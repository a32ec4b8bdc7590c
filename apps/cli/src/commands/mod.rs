//! Command handlers. Each one calls into the core services and prints its
//! result through [`crate::output::Output`].

pub mod asset;
pub mod portfolio;
pub mod tx;
pub mod user;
--------------------------------
Task description:
Nothing should be left out or altered, so reproduce the whole listing.

Solution for this problem:
repository a32ec4b8bdc7590c
filename apps/cli/src/commands/mod.rs
//! Command handlers. Each one calls into the core services and prints its
//! result through [`crate::output::Output`].

pub mod asset;
pub mod portfolio;
pub mod tx;
pub mod user;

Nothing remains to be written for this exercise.